The premise of a 'small town girl' and a 'city boy' finding romance in the dream- filled world of LA already makes me want to vom. To find out that the lead female role is played by Julianne Hough, whom, after watching her performance in 'Footloose', I wanted to slap in the face and send to a nunnery, turned my feelings from nausea to fear of harming those around me. 

Thankfully, this panic soon subsided as we were presented with a diluted, unmemorable love story which is easy to ignore. Both Hough and Diego Boneta (formerly starring in 'Mean Girls 2'... enough said) were bland and unlikeable. I mean, who cares if he sells out to a boy band and she has to walk the streets and become a stripper? WE WANT A SONG. At times, I wanted to re- title the film 'Rock that lasts Ages'; long tings indeed. 

However, despite a predictable plot and some unnecessary leg- kicking from Catherine Zeta- Jones, it was an enjoyable experience, and did re- kindle my love for the old classics. Go and see if you love the cheese, stay away if you have an ounce of integrity/ fear indecent exposure. (Why the leather chaps, Tom, WHY?!)

Friday, 1 June 2012

Sophie's Film Choice #1: PROMETHEUS

Imagine the scene. Midnight. The quiet of empty streets, the ghosts of the hustle and bustle of daily life still in the atmosphere.
Unexpected road diversions. The Hatfield Galleria car park being mostly empty, and.... most unusually.... free. Something is amiss.
It can only be the opening night of 'Prometheus: this time with MORE mucous' (tagline optional).

A prequel to Ridley Scott's 'Alien' franchise (of which I have yet to watch any of the others, and now fully intend to) 'Prometheus' stands well on its own as a tension- filled, imaginative and shockingly slimy masterpiece, detailing a group of scientists who travel to an alien universe to discover their 'makers': hilarity ensues. Well, not really hilarity, and much as death, mortal fear and invasive surgery (you might find that funny I suppose, whatever floats yer boat).

'Phew. I will never complain about the bleep test again.'
Noomi Rapace gives an excellent performance as Elizabeth Shaw, an enthusiastic and resilient doctor with EXTREMELY admirable survival instincts. I found myself watching her and thinking 'Wow. You still aren't dying. Surely it's less effort just to die.' (good job she isn't like me, or the theoretical mankind would be screwed).
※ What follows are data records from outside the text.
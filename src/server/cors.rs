use std::time::Duration;

use axum::http::{HeaderName, HeaderValue, Method, header};
use tower_http::cors::{AllowOrigin, CorsLayer};
use tracing::{info, warn};

use crate::auth::{ORGANIZATION_HEADER, USER_HEADER};
use crate::config::CorsConfig;
use crate::error::{Error, Result};

const WILDCARD: &str = "*";

/// Builds the CORS layer. A `*` origin allows any origin, which browsers
/// refuse to combine with credentials, so that pairing is a config error.
pub fn cors_layer(config: &CorsConfig) -> Result<CorsLayer> {
    let allow_origin = if config.allowed_origins.iter().any(|o| o.trim() == WILDCARD) {
        if config.allow_credentials {
            return Err(Error::Config(
                "cors: allowed_origins '*' cannot be combined with allow_credentials".to_string(),
            ));
        }
        info!("CORS configured to allow any origin");
        AllowOrigin::any()
    } else {
        let origins: Vec<HeaderValue> = config
            .allowed_origins
            .iter()
            .filter_map(|origin| match origin.parse() {
                Ok(value) => Some(value),
                Err(_) => {
                    warn!("Ignoring invalid CORS origin '{}'", origin);
                    None
                }
            })
            .collect();
        info!("CORS configured with {} allowed origins", origins.len());
        AllowOrigin::list(origins)
    };

    let mut cors = CorsLayer::new()
        .allow_origin(allow_origin)
        .allow_methods([
            Method::GET,
            Method::POST,
            Method::PUT,
            Method::PATCH,
            Method::DELETE,
            Method::OPTIONS,
        ])
        .allow_headers([
            header::CONTENT_TYPE,
            header::AUTHORIZATION,
            HeaderName::from_static(ORGANIZATION_HEADER),
            HeaderName::from_static(USER_HEADER),
        ])
        .max_age(Duration::from_secs(config.max_age_secs));

    if config.allow_credentials {
        cors = cors.allow_credentials(true);
    }

    Ok(cors)
}
use std::fs;
use std::path::{Path, PathBuf};
use std::sync::Arc;

use anyhow::bail;
use chrono::Utc;
use clap::{Parser, Subcommand};
use tracing::info;
use tracing_subscriber::EnvFilter;

use folio::config::ServerConfig;
use folio::server::{AppState, cors_layer, create_router};
use folio::store::{SqliteStore, Store};
use folio::types::{Organization, User};

#[derive(Parser)]
#[command(name = "folio")]
#[command(about = "A workspace content store for folders, pages and revisions", long_about = None)]
struct Cli {
    #[command(subcommand)]
    command: Commands,
}

#[derive(Subcommand)]
enum Commands {
    /// Create the database and its schema
    Init {
        /// Database file or sqlite: URL
        #[arg(long, env = "DATABASE_URL", default_value = "./data/folio.db")]
        database: String,
    },

    /// Start the server
    Serve {
        /// TOML configuration file
        #[arg(long, short)]
        config: Option<PathBuf>,

        /// Host to bind to
        #[arg(long, env = "FOLIO_HOST")]
        host: Option<String>,

        /// Port to bind to
        #[arg(long, short, env = "FOLIO_PORT")]
        port: Option<u16>,

        /// Database file or sqlite: URL
        #[arg(long, env = "DATABASE_URL")]
        database: Option<String>,

        /// Allowed browser origin (repeatable)
        #[arg(long = "cors-origin")]
        cors_origins: Vec<String>,
    },

    /// Identity sync commands
    Admin {
        /// Database file or sqlite: URL
        #[arg(long, env = "DATABASE_URL", default_value = "./data/folio.db", global = true)]
        database: String,

        #[command(subcommand)]
        command: AdminCommands,
    },
}

#[derive(Subcommand)]
enum AdminCommands {
    /// Register an organization (no-op if it exists)
    AddOrg {
        id: String,
        #[arg(long)]
        name: Option<String>,
        #[arg(long)]
        slug: Option<String>,
    },

    /// Delete an organization and all of its content
    RemoveOrg { id: String },

    /// Register a user (no-op if it exists)
    AddUser {
        id: String,
        #[arg(long)]
        name: Option<String>,
        #[arg(long)]
        email: Option<String>,
    },

    /// Delete a user; content they touched is kept without attribution
    RemoveUser { id: String },
}

fn database_path(url: String) -> PathBuf {
    ServerConfig {
        database_url: url,
        ..ServerConfig::default()
    }
    .database_path()
}

fn open_store(db_path: &Path) -> anyhow::Result<SqliteStore> {
    if !db_path.exists() {
        bail!(
            "Database not found at {}. Run 'folio init' first.",
            db_path.display()
        );
    }
    let store = SqliteStore::new(db_path)?;
    store.initialize()?;
    Ok(store)
}

fn run_init(database: String) -> anyhow::Result<()> {
    let db_path = database_path(database);
    if let Some(parent) = db_path.parent().filter(|p| !p.as_os_str().is_empty()) {
        fs::create_dir_all(parent)?;
    }

    let store = SqliteStore::new(&db_path)?;
    store.initialize()?;

    println!("Initialized database at {}", db_path.display());
    Ok(())
}

fn run_admin(database: String, command: AdminCommands) -> anyhow::Result<()> {
    let store = open_store(&database_path(database))?;

    match command {
        AdminCommands::AddOrg { id, name, slug } => {
            store.register_organization(&Organization {
                id: id.clone(),
                name,
                slug,
                created_at: Utc::now(),
            })?;
            println!("Registered organization '{id}'");
        }
        AdminCommands::RemoveOrg { id } => {
            if !store.delete_organization(&id)? {
                bail!("Organization '{id}' not found");
            }
            println!("Deleted organization '{id}'");
        }
        AdminCommands::AddUser { id, name, email } => {
            store.register_user(&User {
                id: id.clone(),
                name,
                email,
                created_at: Utc::now(),
            })?;
            println!("Registered user '{id}'");
        }
        AdminCommands::RemoveUser { id } => {
            if !store.delete_user(&id)? {
                bail!("User '{id}' not found");
            }
            println!("Deleted user '{id}'");
        }
    }

    Ok(())
}

#[tokio::main]
async fn main() -> anyhow::Result<()> {
    tracing_subscriber::fmt()
        .with_env_filter(EnvFilter::from_default_env().add_directive("folio=info".parse()?))
        .init();

    let cli = Cli::parse();

    match cli.command {
        Commands::Init { database } => run_init(database)?,
        Commands::Admin { database, command } => run_admin(database, command)?,
        Commands::Serve {
            config,
            host,
            port,
            database,
            cors_origins,
        } => {
            let mut config = match config {
                Some(path) => ServerConfig::load(&path)?,
                None => ServerConfig::default(),
            };
            if let Some(host) = host {
                config.host = host;
            }
            if let Some(port) = port {
                config.port = port;
            }
            if let Some(database) = database {
                config.database_url = database;
            }
            if !cors_origins.is_empty() {
                config.cors.allowed_origins = cors_origins;
            }

            let store = open_store(&config.database_path())?;
            info!("Using database {}", config.database_path().display());

            let state = Arc::new(AppState::new(Arc::new(store)));
            let app = create_router(state, cors_layer(&config.cors)?);
            let addr = config.socket_addr()?;

            info!("Starting server on {}", addr);

            let listener = tokio::net::TcpListener::bind(addr).await?;
            axum::serve(listener, app).await?;
        }
    }

    Ok(())
}
mod changes;
mod content;
mod models;

pub use changes::*;
pub use content::*;
pub use models::*;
I was equally impressed with the unsettling and mildly comic portrayal of 'David', played by the beloved Michael Fassbender. 'The Fass' (as I'm sure he would like to be known) really acts as a catalyst for events, a walking disaster zone who invites all kinds of gooey, teethy creatures to get  'stuck in' to his shipmates. It's not his fault though, because there's something about 'David' that isn't all there.  And a LOT that isn't all there at the end. (In joke which you will only understand having watched it: watch it!)

Despite the clearly 'cast for Scottish accent' appearance of Kate Dickie, and some extremely questionable 'old person' prosthetics,  I was impressed and entertained throughout, by strong performances and harrowing visuals. And I resisted ripping off my 3D glasses in panic, of which I am most proud.
Fassbender admires his groomed appearance in a reflective orb. FRESH.

A mesmorisingly apocalyptic landscape, visually inventive futuristic equipment, and truly terrifying predators make this film an exciting experience for fans of the franchise, and any lovers of a good science- fiction, horror, or action film.

WARNING: If you have sensitive gag reflexes, you may want to bring a paper bag. Seriously.